Tesamorelin: GHRH-R Agonist With FDA Backing
Tesamorelin is a synthetic analogue of endogenous GHRH (growth hormone-releasing hormone). It binds the GHRH receptor directly on pituitary somatotrophs, stimulating GH gene transcription and secretion 2. The FDA approved it in November 2010 under the brand name Egrifta (later reformulated as Egrifta SV) specifically for reduction of excess abdominal fat in HIV-infected adults with lipodystrophy 3.
The GHRH-R pathway is independent of GHS-R1a. A patient with a GHS-R1a polymorphism or receptor downregulation from chronic ghrelin-pathway stimulation may still have fully functional GHRH receptors. That receptor independence is the pharmacological basis for a cross-switch strategy.
Why the Two Pathways Produce Different Clinical Endpoints
Ipamorelin elevates IGF-1 and promotes lean mass and recovery. Tesamorelin's phase III data show a primary endpoint of visceral adipose tissue (VAT) reduction measured by CT scan, not just IGF-1 elevation. Falutz et al. (NEJM 2007, N=412) reported a 15.2% reduction in VAT in the tesamorelin arm versus a 5.0% increase in the placebo arm at 26 weeks (P<0.001) 2. IGF-1 levels rose a mean of 114.7 mcg/L in the tesamorelin group. A subsequent 52-week extension confirmed durability of the VAT effect 4.
Choosing between the two drugs starts with specifying what outcome you are actually trying to achieve.
Defining Failure: What "Not Working" Means for Each Drug
"Failure" means different things for ipamorelin and tesamorelin.

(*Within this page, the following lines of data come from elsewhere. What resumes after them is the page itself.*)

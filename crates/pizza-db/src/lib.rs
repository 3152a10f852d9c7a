//! # pizza-db: Database Layer for Pizza Ordering
//!
//! This crate provides database access for the ordering system.
//! It uses an embedded SQLite file with sqlx for async operations.
//!
//! ## Architecture Position
//! ```text
//! ┌─────────────────────────────────────────────────────────────────────────┐
//! │                        Pizza Ordering Data Flow                         │
//! │                                                                         │
//! │  Console workflow (place_order, mark_delivered, ...)                   │
//! │       │                                                                 │
//! │       ▼                                                                 │
//! │  ┌─────────────────────────────────────────────────────────────────┐   │
//! │  │                     pizza-db (THIS CRATE)                       │   │
//! │  │                                                                 │   │
//! │  │   ┌───────────────┐    ┌────────────────┐   ┌──────────────┐   │   │
//! │  │   │   Database    │    │  Repositories  │   │  Migrations  │   │   │
//! │  │   │   (pool.rs)   │    │                │   │  (embedded)  │   │   │
//! │  │   │               │    │ CustomerRepo   │   │ 001_schema   │   │   │
//! │  │   │ SqlitePool    │◄───│ ProductRepo    │   │ 002_prices   │   │   │
//! │  │   │ begin()       │    │ CourierRepo    │   │              │   │   │
//! │  │   │ initialize()  │    │ OrderRepo ...  │   │              │   │   │
//! │  │   └───────────────┘    └────────────────┘   └──────────────┘   │   │
//! │  │                                                                 │   │
//! │  └─────────────────────────────────────────────────────────────────┘   │
//! │       │                                                                 │
//! │       ▼                                                                 │
//! │  ┌─────────────────────────────────────────────────────────────────┐   │
//! │  │                     SQLite Database                             │   │
//! │  │                     ./data/pizza_db.db                          │   │
//! │  └─────────────────────────────────────────────────────────────────┘   │
//! └─────────────────────────────────────────────────────────────────────────┘
//! ```
//!
//! ## Module Organization
//!
//! - [`pool`] - Connection pool creation, transactions, initialization
//! - [`migrations`] - Embedded database migrations
//! - [`error`] - Database error types
//! - [`repository`] - Repository implementations
//!
//! ## Usage
//!
//! ```rust,ignore
//! use pizza_db::{Database, DbConfig};
//!
//! let db = Database::new(DbConfig::new("./data/pizza_db.db")).await?;
//! db.initialize().await?;
//!
//! let menu = db.products().menu().await?;
//! ```

// =============================================================================
// Module Declarations
// =============================================================================

pub mod error;
pub mod migrations;
pub mod pool;
pub mod repository;

// =============================================================================
// Re-exports
// =============================================================================

pub use error::{DbError, DbResult};
pub use pool::{Database, DbConfig, DbConnection, DbTransaction};

// Repository re-exports for convenience
pub use repository::{
    CourierRepository, CustomerRepository, DiscountCodeRepository, NewOrder, NewProduct,
    OrderRepository, ProductRepository, StatusRepository,
};
//! # Domain Types
//!
//! Core domain types used throughout the ordering system.
//!
//! ## Type Hierarchy
//! ```text
//! ┌─────────────────────────────────────────────────────────────────────────┐
//! │                         Domain Types                                    │
//! │                                                                         │
//! │  ┌─────────────────┐   ┌─────────────────┐   ┌─────────────────┐       │
//! │  │    Customer     │   │     Order       │   │ DeliveryPerson  │       │
//! │  │  ─────────────  │   │  ─────────────  │   │  ─────────────  │       │
//! │  │  id             │◄──│  customer_id    │   │  id             │       │
//! │  │  birth_date     │   │  courier_id     │──►│  is_available   │       │
//! │  │  address        │   │  status         │   │  (postal cover) │       │
//! │  │  pizza_count    │   │  total_cents    │   └─────────────────┘       │
//! │  └─────────────────┘   └────────┬────────┘                              │
//! │                                 │ 1..n                                  │
//! │  ┌─────────────────┐   ┌────────▼────────┐   ┌─────────────────┐       │
//! │  │  PricedProduct  │◄──│   OrderItem     │   │  DiscountCode   │       │
//! │  │  price_cents    │   │  quantity       │   │  percent        │       │
//! │  │  category       │   └─────────────────┘   │  is_used        │       │
//! │  └─────────────────┘                         └─────────────────┘       │
//! └─────────────────────────────────────────────────────────────────────────┘
//! ```
//!
//! ## Identity
//! Every entity is keyed by a database-assigned integer id.

use chrono::{DateTime, Datelike, NaiveDate, Utc};
use serde::{Deserialize, Serialize};
use std::fmt;

use crate::money::Money;
use crate::postal::PostalPrefix;

// =============================================================================
// Customer
// =============================================================================

/// A registered customer.
#[derive(Debug, Clone, PartialEq, Eq, Serialize, Deserialize)]
#[cfg_attr(feature = "sqlx", derive(sqlx::FromRow))]
pub struct Customer {
    pub id: i64,
    pub name: String,
    pub birth_date: NaiveDate,
    /// Free text; carries the postal code somewhere inside.
    pub address: String,
    pub phone: String,
    /// Pizza units ordered so far. Only ever grows.
    pub pizza_count: i64,
}

impl Customer {
    /// True when `today` has the same month and day as the birth date.
    ///
    /// A 29 February birthday only matches in leap years.
    pub fn has_birthday_on(&self, today: NaiveDate) -> bool {
        self.birth_date.month() == today.month() && self.birth_date.day() == today.day()
    }

    /// Postal prefix embedded in the address, if any.
    pub fn postal_prefix(&self) -> Option<PostalPrefix> {
        PostalPrefix::extract(&self.address)
    }
}

/// Input for registering a customer.
#[derive(Debug, Clone, Serialize, Deserialize)]
pub struct NewCustomer {
    pub name: String,
    pub birth_date: NaiveDate,
    pub address: String,
    pub phone: String,
}

// =============================================================================
// Products
// =============================================================================

/// Product category, derived from the product type name.
#[derive(Debug, Clone, Copy, PartialEq, Eq, Hash, Serialize, Deserialize)]
#[serde(rename_all = "snake_case")]
pub enum ProductCategory {
    Pizza,
    Drink,
    Dessert,
    Other,
}

impl ProductCategory {
    /// Maps a product type name to a category (case-insensitive).
    pub fn from_type_name(name: &str) -> Self {
        match name.trim().to_ascii_lowercase().as_str() {
            "pizza" => ProductCategory::Pizza,
            "drink" => ProductCategory::Drink,
            "dessert" => ProductCategory::Dessert,
            _ => ProductCategory::Other,
        }
    }
}

/// One row of the priced product view.
///
/// `price_cents` is the final menu price (cost plus margin and VAT),
/// computed by the database view, never by the application.
#[derive(Debug, Clone, PartialEq, Eq, Serialize, Deserialize)]
#[cfg_attr(feature = "sqlx", derive(sqlx::FromRow))]
pub struct PricedProduct {
    pub id: i64,
    pub name: String,
    /// Product type name as stored ("Pizza", "Drink", ...).
    pub type_name: String,
    pub is_vegan: bool,
    pub is_vegetarian: bool,
    pub price_cents: i64,
}

impl PricedProduct {
    #[inline]
    pub fn price(&self) -> Money {
        Money::from_cents(self.price_cents)
    }

    #[inline]
    pub fn category(&self) -> ProductCategory {
        ProductCategory::from_type_name(&self.type_name)
    }

    /// Menu suffix. Vegan wins over vegetarian.
    pub fn dietary_label(&self) -> &'static str {
        if self.is_vegan {
            " (vegan)"
        } else if self.is_vegetarian {
            " (vegetarian)"
        } else {
            ""
        }
    }
}

// =============================================================================
// Discount Code
// =============================================================================

/// A one-time discount code.
#[derive(Debug, Clone, PartialEq, Eq, Serialize, Deserialize)]
#[cfg_attr(feature = "sqlx", derive(sqlx::FromRow))]
pub struct DiscountCode {
    pub id: i64,
    pub code: String,
    /// Percentage off, 0-100 (enforced by a CHECK constraint).
    pub percent: i64,
    pub is_used: bool,
}

impl DiscountCode {
    /// Percentage clamped into 0..=100.
    pub fn percent_off(&self) -> u32 {
        self.percent.clamp(0, 100) as u32
    }
}

// =============================================================================
// Delivery Person
// =============================================================================

/// A courier.
#[derive(Debug, Clone, PartialEq, Eq, Serialize, Deserialize)]
#[cfg_attr(feature = "sqlx", derive(sqlx::FromRow))]
pub struct DeliveryPerson {
    pub id: i64,
    pub name: String,
    pub is_available: bool,
}

// =============================================================================
// Order Status
// =============================================================================

/// Order lifecycle status.
///
/// ```text
/// CREATED ──► IN_PROGRESS ──► OUT_FOR_DELIVERY ──► DELIVERED
///    │                                                 ▲
///    └─────────────── mark delivered ──────────────────┘
/// ```
/// Only CREATED (at placement) and DELIVERED (at completion) are written
/// by the application today.
#[derive(Debug, Clone, Copy, PartialEq, Eq, Hash, Serialize, Deserialize)]
#[cfg_attr(feature = "sqlx", derive(sqlx::Type))]
#[cfg_attr(feature = "sqlx", sqlx(rename_all = "SCREAMING_SNAKE_CASE"))]
#[serde(rename_all = "SCREAMING_SNAKE_CASE")]
pub enum OrderStatus {
    Created,
    InProgress,
    OutForDelivery,
    Delivered,
}

impl OrderStatus {
    /// Every status, in lifecycle order.
    pub const ALL: [OrderStatus; 4] = [
        OrderStatus::Created,
        OrderStatus::InProgress,
        OrderStatus::OutForDelivery,
        OrderStatus::Delivered,
    ];

    /// Code stored in the `status` table.
    pub const fn code(&self) -> &'static str {
        match self {
            OrderStatus::Created => "CREATED",
            OrderStatus::InProgress => "IN_PROGRESS",
            OrderStatus::OutForDelivery => "OUT_FOR_DELIVERY",
            OrderStatus::Delivered => "DELIVERED",
        }
    }

    /// Inverse of [`OrderStatus::code`].
    pub fn from_code(code: &str) -> Option<Self> {
        OrderStatus::ALL.into_iter().find(|s| s.code() == code)
    }

    #[inline]
    pub const fn is_delivered(&self) -> bool {
        matches!(self, OrderStatus::Delivered)
    }
}

impl Default for OrderStatus {
    fn default() -> Self {
        OrderStatus::Created
    }
}

impl fmt::Display for OrderStatus {
    fn fmt(&self, f: &mut fmt::Formatter<'_>) -> fmt::Result {
        f.write_str(self.code())
    }
}

// =============================================================================
// Order
// =============================================================================

/// A placed order.
#[derive(Debug, Clone, PartialEq, Eq, Serialize, Deserialize)]
#[cfg_attr(feature = "sqlx", derive(sqlx::FromRow))]
pub struct Order {
    pub id: i64,
    pub customer_id: i64,
    pub delivery_person_id: i64,
    pub discount_code_id: Option<i64>,
    pub status: OrderStatus,
    /// Post-discount total, never negative.
    pub total_cents: i64,
    pub created_at: DateTime<Utc>,
    pub delivered_at: Option<DateTime<Utc>>,
}

impl Order {
    #[inline]
    pub fn total(&self) -> Money {
        Money::from_cents(self.total_cents)
    }
}

/// A line of an order.
#[derive(Debug, Clone, PartialEq, Eq, Serialize, Deserialize)]
#[cfg_attr(feature = "sqlx", derive(sqlx::FromRow))]
pub struct OrderItem {
    pub order_id: i64,
    pub product_id: i64,
    pub quantity: i64,
}

/// Order joined with customer and courier names, for listings.
#[derive(Debug, Clone, PartialEq, Eq, Serialize, Deserialize)]
#[cfg_attr(feature = "sqlx", derive(sqlx::FromRow))]
pub struct OrderSummary {
    pub id: i64,
    pub customer_name: String,
    pub courier_name: String,
    pub status: OrderStatus,
    pub total_cents: i64,
    pub created_at: DateTime<Utc>,
}

impl OrderSummary {
    #[inline]
    pub fn total(&self) -> Money {
        Money::from_cents(self.total_cents)
    }
}

// =============================================================================
// Unit Tests
// =============================================================================

#[cfg(test)]
mod tests {
    use super::*;

    fn customer(birth: NaiveDate, address: &str) -> Customer {
        Customer {
            id: 1,
            name: "Anna".to_string(),
            birth_date: birth,
            address: address.to_string(),
            phone: "0612345678".to_string(),
            pizza_count: 0,
        }
    }

    #[test]
    fn test_birthday_matches_month_and_day_only() {
        let c = customer(NaiveDate::from_ymd_opt(1990, 10, 16).unwrap(), "x");
        assert!(c.has_birthday_on(NaiveDate::from_ymd_opt(2026, 10, 16).unwrap()));
        assert!(!c.has_birthday_on(NaiveDate::from_ymd_opt(2026, 10, 17).unwrap()));
        assert!(!c.has_birthday_on(NaiveDate::from_ymd_opt(2026, 11, 16).unwrap()));
    }

    #[test]
    fn test_leap_day_birthday() {
        let c = customer(NaiveDate::from_ymd_opt(2000, 2, 29).unwrap(), "x");
        assert!(c.has_birthday_on(NaiveDate::from_ymd_opt(2028, 2, 29).unwrap()));
        assert!(!c.has_birthday_on(NaiveDate::from_ymd_opt(2027, 2, 28).unwrap()));
    }

    #[test]
    fn test_customer_postal_prefix() {
        let c = customer(
            NaiveDate::from_ymd_opt(1990, 1, 1).unwrap(),
            "Grote Gracht 12, 6211 SZ Maastricht",
        );
        assert_eq!(c.postal_prefix().unwrap().as_str(), "6211");
    }

    #[test]
    fn test_category_from_type_name() {
        assert_eq!(ProductCategory::from_type_name("Pizza"), ProductCategory::Pizza);
        assert_eq!(ProductCategory::from_type_name(" drink "), ProductCategory::Drink);
        assert_eq!(ProductCategory::from_type_name("DESSERT"), ProductCategory::Dessert);
        assert_eq!(ProductCategory::from_type_name("Side"), ProductCategory::Other);
    }

    #[test]
    fn test_dietary_label_prefers_vegan() {
        let mut p = PricedProduct {
            id: 1,
            name: "Marinara".to_string(),
            type_name: "Pizza".to_string(),
            is_vegan: true,
            is_vegetarian: true,
            price_cents: 800,
        };
        assert_eq!(p.dietary_label(), " (vegan)");
        p.is_vegan = false;
        assert_eq!(p.dietary_label(), " (vegetarian)");
        p.is_vegetarian = false;
        assert_eq!(p.dietary_label(), "");
    }

    #[test]
    fn test_status_codes() {
        assert_eq!(OrderStatus::OutForDelivery.code(), "OUT_FOR_DELIVERY");
        assert_eq!(OrderStatus::default(), OrderStatus::Created);
        assert!(OrderStatus::Delivered.is_delivered());
        assert_eq!(OrderStatus::ALL.len(), 4);
        for status in OrderStatus::ALL {
            assert_eq!(OrderStatus::from_code(status.code()), Some(status));
        }
        assert_eq!(OrderStatus::from_code("delivered"), None);
    }

    #[test]
    fn test_discount_percent_clamped() {
        let code = DiscountCode {
            id: 1,
            code: "X".to_string(),
            percent: 150,
            is_used: false,
        };
        assert_eq!(code.percent_off(), 100);
    }
}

Before switching, a clinician must confirm that the initial drug was actually given a fair trial at adequate dose and duration.
Ipamorelin Failure Criteria
A reasonable definition of ipamorelin non-response is an IGF-1 level that remains below the age- and sex-adjusted reference range, or rises less than 30 ng/mL from baseline, after 12 consecutive weeks at a dose of at least 200 mcg subcutaneously once daily 5. Secondary failure indicators include absence of subjective sleep quality improvement, no change in body composition on DXA, and persistent fatigue scores on a validated scale such as the Multidimensional Fatigue Inventory.
Common reasons ipamorelin appears to fail before a true pharmacological conclusion can be drawn:
- Injection technique errors (intradermal rather than subcutaneous delivery)
- Consistent dosing near a carbohydrate-heavy meal, which suppresses GH pulse amplitude via hyperinsulinemia 6
- Subclinical hypothyroidism reducing GH bioactivity 7
- Compounded product instability from improper refrigeration
Tesamorelin Failure Criteria
The FDA label defines the primary efficacy endpoint as VAT reduction confirmed by CT or DXA at 26 weeks 3. A clinically meaningful response is generally accepted as a 5% or greater reduction in VAT. Absence of that reduction after 26 weeks of daily 2 mg subcutaneous injections, with confirmed adherence, constitutes primary non-response.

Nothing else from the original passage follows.